Cost-effectiveness of dabigatran etexilate for the prevention of stroke and systemic embolism in atrial fibrillation: a Canadian payer perspective

S V Sorensen, A R Kansal, S Connolly, S Peng, J Linnehan, C Bradley-Kennedy, J M Plumb
Thrombosis and Haemostasis 2011, 105 (5): 908-19
Oral dabigatran etexilate is indicated for the prevention of stroke and systemic embolism in patients with atrial fibrillation (AF) in whom anticoagulation is appropriate.
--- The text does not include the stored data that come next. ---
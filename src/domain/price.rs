//! Exchange rate between two currencies.

use core::fmt;

use num_bigint::BigUint;

use super::{Currency, CurrencyAmount, Fraction, Rounding};
use crate::error::{AmmError, Result};
use crate::math::{from_big, to_big};

/// The price of `base` in units of `quote`, over raw on-chain units.
///
/// `numerator / denominator` is the number of raw `quote` units one raw
/// `base` unit is worth. The ratio is kept exact, so composing prices
/// along a route never loses precision.
///
/// # Examples
///
/// ```
/// use alloy_primitives::Address;
/// use multicurve_sdk::domain::{Price, Token};
///
/// let a = Token::new(1, Address::repeat_byte(1), 18);
/// let b = Token::new(1, Address::repeat_byte(2), 18);
/// let c = Token::new(1, Address::repeat_byte(3), 18);
///
/// let ab = Price::new(a.clone(), b.clone(), 2u8, 3u8).expect("valid"); // 1 A = 1.5 B
/// let bc = Price::new(b, c, 1u8, 4u8).expect("valid");               // 1 B = 4 C
/// let ac = ab.multiply(&bc).expect("chained");
///
/// assert_eq!(ac.to_fixed(1), "6.0");
/// ```
#[derive(Debug, Clone, PartialEq, Eq)]
pub struct Price {
    base: Currency,
    quote: Currency,
    fraction: Fraction,
}

impl Price {
    /// Creates a price from its raw ratio `numerator / denominator`.
    ///
    /// # Errors
    ///
    /// Returns [`AmmError::DivisionByZero`] if `denominator` is zero.
    pub fn new(
        base: impl Into<Currency>,
        quote: impl Into<Currency>,
        denominator: impl Into<BigUint>,
        numerator: impl Into<BigUint>,
    ) -> Result<Self> {
        Ok(Self {
            base: base.into(),
            quote: quote.into(),
            fraction: Fraction::new(numerator, denominator)?,
        })
    }

    /// Creates the price implied by exchanging `base_amount` for `quote_amount`.
    ///
    /// # Errors
    ///
    /// Returns [`AmmError::DivisionByZero`] if `base_amount` is zero.
    pub fn from_amounts(base_amount: &CurrencyAmount, quote_amount: &CurrencyAmount) -> Result<Self> {
        Ok(Self {
            base: base_amount.currency().clone(),
            quote: quote_amount.currency().clone(),
            fraction: Fraction::new(to_big(quote_amount.raw()), to_big(base_amount.raw()))?,
        })
    }

    /// Wraps an existing fraction.
    pub(crate) fn from_fraction(base: Currency, quote: Currency, fraction: Fraction) -> Self {
        Self {
            base,
            quote,
            fraction,
        }
    }

    /// Returns the base currency.
    #[must_use]
    pub const fn base(&self) -> &Currency {
        &self.base
    }

    /// Returns the quote currency.
    #[must_use]
    pub const fn quote_currency(&self) -> &Currency {
        &self.quote
    }

    /// Returns the raw ratio.
    #[must_use]
    pub const fn as_fraction(&self) -> &Fraction {
        &self.fraction
    }

    /// Returns the raw numerator (quote side).
    #[must_use]
    pub const fn numerator(&self) -> &BigUint {
        self.fraction.numerator()
    }

    /// Returns the raw denominator (base side).
    #[must_use]
    pub const fn denominator(&self) -> &BigUint {
        self.fraction.denominator()
    }

    /// Returns the same ratio re-labelled with other currencies.
    pub(crate) fn with_currencies(&self, base: &Currency, quote: &Currency) -> Self {
        Self::from_fraction(base.clone(), quote.clone(), self.fraction.clone())
    }

    /// Returns the price of `quote` in units of `base`.
    ///
    /// # Errors
    ///
    /// Returns [`AmmError::DivisionByZero`] if the price is zero.
    pub fn invert(&self) -> Result<Self> {
        Ok(Self {
            base: self.quote.clone(),
            quote: self.base.clone(),
            fraction: self.fraction.invert()?,
        })
    }

    /// Chains `self` (base → quote) with `other` (quote → other quote).
    ///
    /// # Errors
    ///
    /// Returns [`AmmError::CurrencyMismatch`] if `other.base` is not `self.quote`.
    pub fn multiply(&self, other: &Self) -> Result<Self> {
        if self.quote != other.base {
            return Err(AmmError::CurrencyMismatch(
                "chained price must start where the previous one ends",
            ));
        }
        Ok(Self {
            base: self.base.clone(),
            quote: other.quote.clone(),
            fraction: self.fraction.multiply(&other.fraction),
        })
    }

    /// Converts an amount of `base` into `quote` at this price, rounding down.
    ///
    /// # Errors
    ///
    /// - [`AmmError::CurrencyMismatch`] if `amount` is not in the base currency.
    /// - [`AmmError::Overflow`] if the result exceeds 256 bits.
    pub fn quote(&self, amount: &CurrencyAmount) -> Result<CurrencyAmount> {
        if *amount.currency() != self.base {
            return Err(AmmError::CurrencyMismatch(
                "quoted amount must be in the base currency",
            ));
        }
        let raw = self
            .fraction
            .multiply(&Fraction::from_integer(to_big(amount.raw())))
            .quotient();
        Ok(CurrencyAmount::new(self.quote.clone(), from_big(&raw)?))
    }

    /// The price in whole units: raw ratio scaled by `10^base_decimals / 10^quote_decimals`.
    #[must_use]
    pub fn adjusted_for_decimals(&self) -> Fraction {
        let ten = BigUint::from(10u8);
        let scalar = Fraction::from_raw_parts(
            ten.pow(u32::from(self.base.decimals())),
            ten.pow(u32::from(self.quote.decimals())),
        );
        self.fraction.multiply(&scalar)
    }

    /// Formats the decimal-adjusted price with `places` digits, rounded down.
    #[must_use]
    pub fn to_fixed(&self, places: u32) -> String {
        self.adjusted_for_decimals().to_fixed(places, Rounding::Down)
    }
}

impl fmt::Display for Price {
    fn fmt(&self, f: &mut fmt::Formatter<'_>) -> fmt::Result {
        write!(f, "{} {}/{}", self.to_fixed(6), self.quote, self.base)
    }
}
//! Constant-product curve (`x · y = k`).
//!
//! The fee is taken from the input before the invariant is applied and is
//! expressed in parts per [`FEE_ACCURACY`].
//!
//! # Formulas
//!
//! ```text
//! in_after_fee = amount_in · (FEE_ACCURACY − fee)
//! amount_out   = ⌊in_after_fee · r_out / (r_in · FEE_ACCURACY + in_after_fee)⌋
//! amount_in    = ⌈r_in · amount_out · FEE_ACCURACY / ((r_out − amount_out) · (FEE_ACCURACY − fee))⌉
//! spot         = r_out / r_in
//! ```

use alloy_primitives::U256;

use crate::constants::FEE_ACCURACY;
use crate::domain::{CurveId, DirectedReserves, Fraction, Rounding};
use crate::error::AmmError;
use crate::math::{to_big, CheckedArithmetic};
use crate::traits::SwapCurve;

/// The `x · y = k` pricing formula.
///
/// The curve has no parameters of its own; everything it needs comes from
/// the [`DirectedReserves`] of the pair being quoted.
///
/// # Example
///
/// ```rust
/// use alloy_primitives::{Address, U256};
/// use multicurve_sdk::curves::ConstantProductCurve;
/// use multicurve_sdk::domain::DirectedReserves;
/// use multicurve_sdk::traits::SwapCurve;
///
/// let reserves = DirectedReserves::new(
///     (Address::repeat_byte(1), Address::repeat_byte(2)),
///     (U256::from(1_000_000u64), U256::from(950_000u64)),
///     (18, 18),
///     3_000, // 0.3%
/// );
/// let out = ConstantProductCurve.amount_out(&reserves, U256::from(1_000u64)).expect("quote");
/// assert_eq!(out, U256::from(946u64));
/// ```
#[derive(Debug, Clone, Copy, Default, PartialEq, Eq)]
pub struct ConstantProductCurve;

/// `FEE_ACCURACY − fee`.
fn fee_complement(reserves: &DirectedReserves) -> Result<U256, AmmError> {
    let complement = U256::from(FEE_ACCURACY).safe_sub(
        U256::from(reserves.swap_fee()),
        "fee complement",
    )?;
    if complement.is_zero() {
        return Err(AmmError::InvalidConfiguration("swap fee consumes the whole input"));
    }
    Ok(complement)
}

impl SwapCurve for ConstantProductCurve {
    fn curve_id(&self) -> CurveId {
        CurveId::ConstantProduct
    }

    fn amount_out(&self, reserves: &DirectedReserves, amount_in: U256) -> Result<U256, AmmError> {
        if amount_in.is_zero() {
            return Err(AmmError::InvalidQuantity("input amount must be non-zero"));
        }
        if reserves.is_empty() {
            return Err(reserves.insufficient_liquidity());
        }

        let in_after_fee = amount_in.safe_mul(fee_complement(reserves)?, "input after fee")?;
        let numerator = in_after_fee.safe_mul(reserves.reserve_out(), "output numerator")?;
        let denominator = reserves
            .reserve_in()
            .safe_mul(U256::from(FEE_ACCURACY), "scaled input reserve")?
            .safe_add(in_after_fee, "output denominator")?;
        let amount_out = numerator.safe_div(denominator, Rounding::Down)?;

        if amount_out.is_zero() {
            return Err(reserves.insufficient_input());
        }
        if amount_out >= reserves.reserve_out() {
            return Err(reserves.insufficient_liquidity());
        }
        Ok(amount_out)
    }

    fn amount_in(&self, reserves: &DirectedReserves, amount_out: U256) -> Result<U256, AmmError> {
        if amount_out.is_zero() {
            return Err(AmmError::InvalidQuantity("output amount must be non-zero"));
        }
        if reserves.is_empty() || amount_out >= reserves.reserve_out() {
            return Err(reserves.insufficient_liquidity());
        }

        let numerator = reserves
            .reserve_in()
            .safe_mul(amount_out, "input numerator")?
            .safe_mul(U256::from(FEE_ACCURACY), "scaled input numerator")?;
        let denominator = reserves
            .reserve_out()
            .safe_sub(amount_out, "remaining output reserve")?
            .safe_mul(fee_complement(reserves)?, "input denominator")?;
        numerator.safe_div(denominator, Rounding::Up)
    }

    fn spot_price(&self, reserves: &DirectedReserves) -> Result<Fraction, AmmError> {
        if reserves.is_empty() {
            return Err(reserves.insufficient_liquidity());
        }
        Fraction::new(to_big(reserves.reserve_out()), to_big(reserves.reserve_in()))
    }
}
Based on the RE-LY study we investigated the cost-effectiveness of Health Canada approved dabigatran etexilate dosing (150 mg bid for patients <80 years, 110 mg bid for patients ≥80 years) versus warfarin and "real-world" prescribing (i.e. warfarin, aspirin, or no treatment in a cohort of warfarin-eligible patients) from a Canadian payer perspective. A Markov model simulated AF patients at moderate to high risk of stroke while tracking clinical events [primary and recurrent ischaemic strokes, systemic embolism, transient ischaemic attack, haemorrhage (intracranial, extracranial, and minor), acute myocardial infarction and death] and resulting functional disability. Acute event costs and resulting long-term follow-up costs incurred by disabled stroke survivors were based on a Canadian prospective study, published literature, and national statistics. Clinical events, summarized as events per 100 patient-years, quality-adjusted life years (QALYs), total costs, and incremental cost effectiveness ratios (ICER) were calculated. Over a lifetime, dabigatran etexilate treated patients experienced fewer intracranial haemorrhages (0.49 dabigatran etexilate vs. 1.13 warfarin vs. 1.05 "real-world" prescribing) and fewer ischaemic strokes (4.40 dabigatran etexilate vs. 4.66 warfarin vs. 5.16 "real-world" prescribing) per 100 patient-years. The ICER of dabigatran etexilate was $10,440/QALY versus warfarin and $3,962/QALY versus "real-world" prescribing. This study demonstrates that dabigatran etexilate is a highly cost-effective alternative to current care for the prevention of stroke and systemic embolism among Canadian AF patients.